While each decade of the 20th century has its own distinctive innovations in fashion that defined it, the 2010s and 2020s have been all about nostalgia.
Rarely is a brand new trend born, and borrowing from the culture of the past has defined the majority of the fashion trends we have embraced in recent years.
This isn't new, and the 20 year trend cycle - the time it takes for a trend to reach its peak, die out for an extended period, then become fashionable again - has been well-documented. However, as we become more incurably online and apps such as TikTok and Pinterest compete to be the first to establish new micro-trends and define the next aesthetic era, it seems like a different fashion phantom from the archives of the 2000s and 2010s is making a comeback every other day.
With the 20-year trend cycle now shortening thanks to the endless need to define "the next big thing," the 2010s are already being plundered for their re-emerging trend potential - and one of the first Tumblr era archetype's to make a comeback is "twee".
TikTok is currently littered with claims that the genre is on its way back, with many users doing post-mortem examinations of the dead aesthetic and reflecting on twee it-girls of the past such as Alexa Chung and Zoey Deschanel.
It’s debatable as to whether or not the trend is actually coming back, or if twee is the latest aesthetic to fall victim to social media’s penchant for falling over itself to predict the next micro trend.

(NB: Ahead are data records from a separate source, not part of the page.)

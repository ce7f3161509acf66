use yew::prelude::*;

use super::app::use_app_context;
use crate::util::format_progress;

/// Header badge showing how many eggs have been found.
#[function_component(EggCounter)]
pub fn egg_counter() -> Html {
    let ctx = use_app_context();
    let count = {
        let tracker = ctx.tracker.clone();
        use_state(move || tracker.count())
    };

    {
        let count = count.clone();
        use_effect_with(ctx.tracker.clone(), move |tracker| {
            let t = tracker.clone();
            let sub = tracker.subscribe(move |_| count.set(t.count()));
            move || drop(sub)
        });
    }

    let total = ctx.tracker.total();
    let done = *count == total;
    let color = if done { "#d4af37" } else { "#a78bfa" };
    html! {
        <span title="Easter eggs" style={format!("padding:4px 12px; border-radius:999px; border:1px solid {color}; color:{color}; font-size:12px;")}>
            { if done { "🏆 " } else { "🥚 " } }
            { format_progress(*count, total) }
        </span>
    }
}
//! Portfolio site with an easter-egg hunt: a persisted achievement tracker,
//! a rule-based chat assistant, and the Yew components that wire them into
//! the page.

pub mod components;
pub mod config;
pub mod error;
pub mod model;
pub mod profile;
pub mod state;
pub mod util;

pub use components::App;
pub use config::SiteConfig;
pub use state::{AchievementTracker, Responder};
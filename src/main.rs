use portfolio_eggs::App;

fn main() {
    #[cfg(feature = "console_error_panic_hook")]
    console_error_panic_hook::set_once();
    yew::Renderer::<App>::new().render();
}
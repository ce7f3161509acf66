use yew::prelude::*;

use super::app::use_app_context;
use crate::profile::{ContactLink, Project, Publication, Role, Skill};

const SECTION_STYLE: &str = "max-width:960px; margin:0 auto; padding:64px 24px;";
const CARD_STYLE: &str = "padding:16px 20px; border-radius:16px; background:rgba(30,41,59,0.6); border:1px solid #334155;";

/// Page anchors in render order, for the nav bar.
pub const SECTIONS: [(&str, &str); 5] = [
    ("about", "About"),
    ("experience", "Experience"),
    ("projects", "Projects"),
    ("publications", "Publications"),
    ("contact", "Contact"),
];

fn heading(title: &str) -> Html {
    html! { <h2 style="font-size:32px; margin:0 0 24px;">{ title }</h2> }
}

#[function_component(About)]
pub fn about() -> Html {
    let ctx = use_app_context();
    let profile = &ctx.config.profile;
    html! {
        <section id="about" style={SECTION_STYLE}>
            { heading("About") }
            { for profile.about.iter().map(|p| html! { <p style="opacity:0.85; line-height:1.6;">{ p.clone() }</p> }) }
            <div style="display:grid; gap:12px; margin-top:24px;">
                { for profile.skills.iter().map(skill_bar) }
            </div>
        </section>
    }
}

fn skill_bar(s: &Skill) -> Html {
    html! {
        <div key={s.name.clone()}>
            <div style="display:flex; justify-content:space-between; font-size:14px;">
                <span>{ s.name.clone() }</span>
                <span style="opacity:0.7;">{ format!("{}%", s.level) }</span>
            </div>
            <div style="height:6px; border-radius:999px; background:#1e293b;">
                <div style={format!("height:100%; width:{}%; border-radius:999px; background:linear-gradient(90deg,#8b5cf6,#ec4899);", s.level)}></div>
            </div>
        </div>
    }
}

#[function_component(Experience)]
pub fn experience() -> Html {
    let ctx = use_app_context();
    html! {
        <section id="experience" style={SECTION_STYLE}>
            { heading("Experience") }
            <div style="display:flex; flex-direction:column; gap:16px; border-left:2px solid #8b5cf6; padding-left:20px;">
                { for ctx.config.profile.experience.iter().map(role_card) }
            </div>
        </section>
    }
}

fn role_card(r: &Role) -> Html {
    html! {
        <div key={r.title.clone()} style={CARD_STYLE}>
            <div style="font-size:12px; color:#a78bfa;">{ r.period.clone() }</div>
            <h3 style="margin:4px 0;">{ r.title.clone() }</h3>
            <p style="margin:0; opacity:0.8;">{ r.summary.clone() }</p>
        </div>
    }
}

#[function_component(Projects)]
pub fn projects() -> Html {
    let ctx = use_app_context();
    html! {
        <section id="projects" style={SECTION_STYLE}>
            { heading("Projects") }
            <div style="display:grid; grid-template-columns:repeat(auto-fill,minmax(280px,1fr)); gap:16px;">
                { for ctx.config.profile.projects.iter().map(project_card) }
            </div>
        </section>
    }
}

fn project_card(p: &Project) -> Html {
    html! {
        <article key={p.title.clone()} style={CARD_STYLE}>
            <div style="font-size:12px; color:#a78bfa;">{ p.category.clone() }</div>
            <h3 style="margin:4px 0;">{ p.title.clone() }</h3>
            <p style="margin:0 0 8px; opacity:0.8;">{ p.summary.clone() }</p>
            <div style="display:flex; flex-wrap:wrap; gap:6px;">
                { for p.tags.iter().map(|t| html! {
                    <span style="font-size:11px; padding:2px 8px; border-radius:999px; border:1px solid #334155;">{ t.clone() }</span>
                }) }
            </div>
            <div style="margin-top:8px; font-size:12px; opacity:0.7;">{ p.status.clone() }</div>
            if let Some(link) = &p.link {
                <a href={link.clone()} target="_blank" rel="noopener noreferrer" style="font-size:13px; color:#ec4899;">{ "View →" }</a>
            }
        </article>
    }
}

#[function_component(Publications)]
pub fn publications() -> Html {
    let ctx = use_app_context();
    html! {
        <section id="publications" style={SECTION_STYLE}>
            { heading("Publications") }
            <div style="display:flex; flex-direction:column; gap:16px;">
                { for ctx.config.profile.publications.iter().map(publication_card) }
            </div>
        </section>
    }
}

fn publication_card(p: &Publication) -> Html {
    html! {
        <article key={p.title.clone()} style={CARD_STYLE}>
            <span style="font-size:11px; padding:2px 8px; border-radius:999px; background:#059669;">{ p.status.clone() }</span>
            <h3 style="margin:8px 0 4px;">{ p.title.clone() }</h3>
            <div style="font-size:13px; color:#a78bfa;">
                { format!("{} · {} · {}", p.venue, p.date, p.location) }
            </div>
            <p style="margin:8px 0 0; opacity:0.8;">{ p.summary.clone() }</p>
        </article>
    }
}

#[function_component(Contact)]
pub fn contact() -> Html {
    let ctx = use_app_context();
    html! {
        <section id="contact" style={SECTION_STYLE}>
            { heading("Get in touch") }
            <ul style="list-style:none; padding:0; display:flex; flex-direction:column; gap:12px;">
                { for ctx.config.profile.contact.iter().map(contact_line) }
            </ul>
        </section>
    }
}

fn contact_line(c: &ContactLink) -> Html {
    let value = match &c.href {
        Some(href) => html! { <a href={href.clone()} style="color:#ec4899;">{ c.value.clone() }</a> },
        None => html! { <span>{ c.value.clone() }</span> },
    };
    html! {
        <li key={c.label.clone()} style={CARD_STYLE}>
            <span style="opacity:0.7; margin-right:12px;">{ c.label.clone() }</span>
            { value }
        </li>
    }
}
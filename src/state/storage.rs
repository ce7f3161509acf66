use std::cell::RefCell;
use std::collections::HashMap;

use crate::error::StorageError;

/// String key-value persistence, modelled on the browser's `localStorage`.
pub trait KeyValueStore {
    fn get(&self, key: &str) -> Result<Option<String>, StorageError>;
    fn set(&self, key: &str, value: &str) -> Result<(), StorageError>;
    fn remove(&self, key: &str) -> Result<(), StorageError>;
}

/// In-memory store. Used when `localStorage` is disabled and by tests.
#[derive(Debug, Default)]
pub struct MemoryStore {
    items: RefCell<HashMap<String, String>>,
}

impl MemoryStore {
    pub fn new() -> Self {
        Self::default()
    }

    pub fn with_item(key: &str, value: &str) -> Self {
        let store = Self::default();
        store
            .items
            .borrow_mut()
            .insert(key.to_string(), value.to_string());
        store
    }
}

impl KeyValueStore for MemoryStore {
    fn get(&self, key: &str) -> Result<Option<String>, StorageError> {
        Ok(self.items.borrow().get(key).cloned())
    }

    fn set(&self, key: &str, value: &str) -> Result<(), StorageError> {
        self.items
            .borrow_mut()
            .insert(key.to_string(), value.to_string());
        Ok(())
    }

    fn remove(&self, key: &str) -> Result<(), StorageError> {
        self.items.borrow_mut().remove(key);
        Ok(())
    }
}

impl<S: KeyValueStore + ?Sized> KeyValueStore for std::rc::Rc<S> {
    fn get(&self, key: &str) -> Result<Option<String>, StorageError> {
        (**self).get(key)
    }

    fn set(&self, key: &str, value: &str) -> Result<(), StorageError> {
        (**self).set(key, value)
    }

    fn remove(&self, key: &str) -> Result<(), StorageError> {
        (**self).remove(key)
    }
}

/// Browser `window.localStorage`.
pub struct LocalStore {
    inner: web_sys::Storage,
}

fn js_reason(v: wasm_bindgen::JsValue) -> String {
    v.as_string().unwrap_or_else(|| format!("{:?}", v))
}

impl LocalStore {
    pub fn open() -> Result<Self, StorageError> {
        let win = web_sys::window()
            .ok_or_else(|| StorageError::Unavailable("no global window".to_string()))?;
        match win.local_storage() {
            Ok(Some(inner)) => Ok(Self { inner }),
            Ok(None) => Err(StorageError::Unavailable(
                "localStorage is disabled".to_string(),
            )),
            Err(e) => Err(StorageError::Unavailable(js_reason(e))),
        }
    }
}

impl KeyValueStore for LocalStore {
    fn get(&self, key: &str) -> Result<Option<String>, StorageError> {
        self.inner.get_item(key).map_err(|e| StorageError::Read {
            key: key.to_string(),
            reason: js_reason(e),
        })
    }

    fn set(&self, key: &str, value: &str) -> Result<(), StorageError> {
        self.inner.set_item(key, value).map_err(|e| StorageError::Write {
            key: key.to_string(),
            reason: js_reason(e),
        })
    }

    fn remove(&self, key: &str) -> Result<(), StorageError> {
        self.inner.remove_item(key).map_err(|e| StorageError::Write {
            key: key.to_string(),
            reason: js_reason(e),
        })
    }
}

/// `localStorage` when the browser allows it, otherwise memory only.
pub fn browser_store() -> Box<dyn KeyValueStore> {
    match LocalStore::open() {
        Ok(store) => Box::new(store),
        Err(e) => {
            crate::util::cwarn(&format!("{e}; progress will not survive a reload"));
            Box::new(MemoryStore::new())
        }
    }
}
//! Browser-only checks: `wasm-pack test --headless --firefox`.
#![cfg(target_arch = "wasm32")]

use std::cell::Cell;
use std::collections::BTreeSet;
use std::rc::Rc;

use portfolio_eggs::config::SiteConfig;
use portfolio_eggs::state::{AchievementTracker, KeyValueStore, LocalStore, TimerSlot, Timeout};
use wasm_bindgen_futures::JsFuture;
use wasm_bindgen_test::*;

wasm_bindgen_test_configure!(run_in_browser);

const KEY: &str = "portfolio-eggs-test";

fn fresh_tracker() -> AchievementTracker {
    let store = LocalStore::open().unwrap();
    store.remove(KEY).unwrap();
    AchievementTracker::new(SiteConfig::portfolio().catalog, Box::new(store), KEY)
}

#[wasm_bindgen_test]
fn local_store_round_trip() {
    let store = LocalStore::open().unwrap();
    store.set(KEY, "[1]").unwrap();
    assert_eq!(store.get(KEY).unwrap().as_deref(), Some("[1]"));
    store.remove(KEY).unwrap();
    assert_eq!(store.get(KEY).unwrap(), None);
}

#[wasm_bindgen_test]
fn progress_survives_reload() {
    let t = fresh_tracker();
    t.record(2);
    t.record(5);
    let reloaded = AchievementTracker::new(
        SiteConfig::portfolio().catalog,
        Box::new(LocalStore::open().unwrap()),
        KEY,
    );
    assert_eq!(reloaded.load_state(), BTreeSet::from([2, 5]));
    reloaded.reset();
}

#[wasm_bindgen_test]
fn corrupt_local_storage_is_empty() {
    let store = LocalStore::open().unwrap();
    store.set(KEY, "{oops").unwrap();
    let t = AchievementTracker::new(SiteConfig::portfolio().catalog, Box::new(store), KEY);
    assert_eq!(t.count(), 0);
    t.reset();
}

/// Resolves after `ms` on the browser's own timer queue.
async fn sleep(ms: i32) {
    let promise = js_sys::Promise::new(&mut |resolve, _reject| {
        web_sys::window()
            .unwrap()
            .set_timeout_with_callback_and_timeout_and_arguments_0(&resolve, ms)
            .unwrap();
    });
    JsFuture::from(promise).await.unwrap();
}

fn flag() -> Rc<Cell<bool>> {
    Rc::new(Cell::new(false))
}

#[wasm_bindgen_test]
async fn timeout_fires_when_kept() {
    let fired = flag();
    let t = {
        let fired = fired.clone();
        Timeout::new(10, move || fired.set(true))
    };
    assert!(t.is_pending());
    sleep(50).await;
    assert!(fired.get());
    assert!(!t.is_pending());
}

#[wasm_bindgen_test]
async fn dropped_timeout_never_fires() {
    let fired = flag();
    let t = {
        let fired = fired.clone();
        Timeout::new(10, move || fired.set(true))
    };
    t.cancel();
    sleep(50).await;
    assert!(!fired.get());
}

#[wasm_bindgen_test]
async fn timer_slot_keeps_only_latest() {
    let slot = TimerSlot::new();
    let first = flag();
    let second = flag();
    {
        let first = first.clone();
        slot.set(10, move || first.set(true));
    }
    {
        let second = second.clone();
        slot.set(60, move || second.set(true));
    }
    sleep(30).await;
    assert!(!first.get());
    assert!(!second.get());
    assert!(slot.is_pending());
    sleep(80).await;
    assert!(second.get());
    assert!(!first.get());
}

#[wasm_bindgen_test]
async fn cleared_slot_never_fires() {
    let slot = TimerSlot::new();
    let fired = flag();
    {
        let fired = fired.clone();
        slot.set(10, move || fired.set(true));
    }
    slot.clear();
    sleep(50).await;
    assert!(!fired.get());
}
use yew::prelude::*;

use super::app::use_app_context;
use crate::state::Timeout;

/// Footer; lingering on the owner's name reveals the Hidden Message egg.
#[function_component(Footer)]
pub fn footer() -> Html {
    let ctx = use_app_context();
    let id = ctx.config.triggers.footer_hover;
    let dwell_ms = ctx.config.footer_hover_ms;
    let revealed = {
        let tracker = ctx.tracker.clone();
        use_state(move || tracker.load_state().contains(&id))
    };
    let hover_timer = use_mut_ref(|| None::<Timeout>);

    // Drop any pending hover timer on unmount
    {
        let hover_timer = hover_timer.clone();
        use_effect_with((), move |_| {
            move || {
                hover_timer.borrow_mut().take();
            }
        });
    }

    let on_enter = {
        let tracker = ctx.tracker.clone();
        let hover_timer = hover_timer.clone();
        let revealed = revealed.clone();
        Callback::from(move |_: MouseEvent| {
            if *revealed {
                return;
            }
            let tracker = tracker.clone();
            let revealed = revealed.clone();
            *hover_timer.borrow_mut() = Some(Timeout::new(dwell_ms, move || {
                tracker.record(id);
                revealed.set(true);
            }));
        })
    };
    let on_leave = {
        let hover_timer = hover_timer.clone();
        Callback::from(move |_: MouseEvent| {
            // Leaving early cancels the reveal
            let pending = hover_timer.borrow().as_ref().is_some_and(Timeout::is_pending);
            if pending {
                hover_timer.borrow_mut().take();
            }
        })
    };

    html! {
        <footer style="padding:48px 16px; border-top:1px solid #1e293b; text-align:center; font-size:14px; opacity:0.85;">
            <span>{"© 2026 "}</span>
            <span onmouseenter={on_enter} onmouseleave={on_leave} style="cursor:default; text-decoration:underline dotted;">
                { ctx.config.owner.clone() }
            </span>
            <span>{". Designed with ❤ for human-centered experiences."}</span>
            if *revealed {
                <p style="margin:12px 0 0 0; color:#a78bfa;">{"✨ Thanks for lingering. Curiosity is the best design tool."}</p>
            }
        </footer>
    }
}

Ultimately, twee is just a subset of a certain style genre that hasn’t been mentioned for the best part of a decade - hipsters.
There are very few millennial aesthetic tropes that were more openly despised than the hipster, from their love of tight jeans and moustache motifs to launching the avocado toast phenomenon that has continued to dog the millennial generation. Hipsters were the style tribe that both launched and sank dozens of fashion trends in the early 2010s.
Twee has a certain set of defining characteristics: brogues, skater dresses with chintzy collars, vintage coats teamed with satchel bags for the female identifying, and tweed blazers, bowties and patterned vintage jumpers for those who want a masculine take, accompanied by large, fake reading glasses, snapping photos on polaroid cameras and listening to Kate Nash on vinyl.
Trend eras swing back and forth from one extreme to the other – the dulcet femininity of the 1950s made way for the short and sexy 1960s, the floral and earthy 1970s was followed by the neons and neoprenes of the 1980s.
In its original format, twee was the welcome antidote to the y2k decade that came before it, as people craved an artsy, more conservative successor to the hyper-pop and grunge aesthetics of the millennium decade.
In a 2022 context, it makes perfect sense that we are hurtling back towards twee. The performative quaintness of twee, with its charity shop aesthetic and intentional nerdiness, is a relieving contrast from what we saw in 2021, with the uncomfortable return of early 2000s trends like low-rise jeans, exposed thongs and crystal embellishments.
Like the envelopment of a duvet day after a night of raucous partying, twee offers a comfortable place to land after months of garish micro-trends. If the Y2k style resurgence was about looking like you just left the set of Euphoria, twee is about looking like the background actor of a Wes Anderson film.
Not only does twee make sense from a fashion perspective, but from a personal perspective too. Twee reigned supreme in the era of long-form blogging and tangible "quirky" interests like collecting vintage hats, brewing craft beer and investing in a record library.
These elements felt real and physical thanks to their old-timeyness, a welcome departure from the shallowness that an increasingly digital existence can incur.
Hipster and twee are some of the most carefully constructed archetypes of style, but after so much time being chronically online during the pandemic, it seems that digital natives are craving what they perceive as a more authentic way of existing.
Tangibility in the form of clothing inspired by a lost way of living rather than looking good on Instagram, sepia-hued film photos instead of pixels and physical records over Spotify charts.

We currently exist in an environment of hyper coolness in all things – posing moodily online, the return in popularity of 'It Girls' like Paris Hilton and Megan Fox, and even dating now is such a power dynamic as to who can play it the coolest and act like they care the least. The personality twee embodies is the antithesis of this: borderline eager, endearingly nerdy and kooky without shame.
Millennials and Gen Z alike are looking to the recent past for a time that felt less combative, pre-pandemic, when we had a more balanced blend of online and offline life. Millennials can recall the carefree vibes of the twee era, while younger TikTokkers hanker for a simpler way of life they weren’t quite old enough to invest in when it was here the first time around.
However, much like the resurgence of wired headphones, bloomers and velour tracksuits on TikTok, it seems to me that the twee aesthetic is a flash in the pan of nostalgic trends being remembered online.
Unlike the rise in interest in other trends though, twee holds more anthropological weight thanks to its symbolism, and might be the first falling domino in a cultural procession of reclaiming more of our time from the digital world and opting to rejoin society after the pandemic as a more authentic version of ourselves.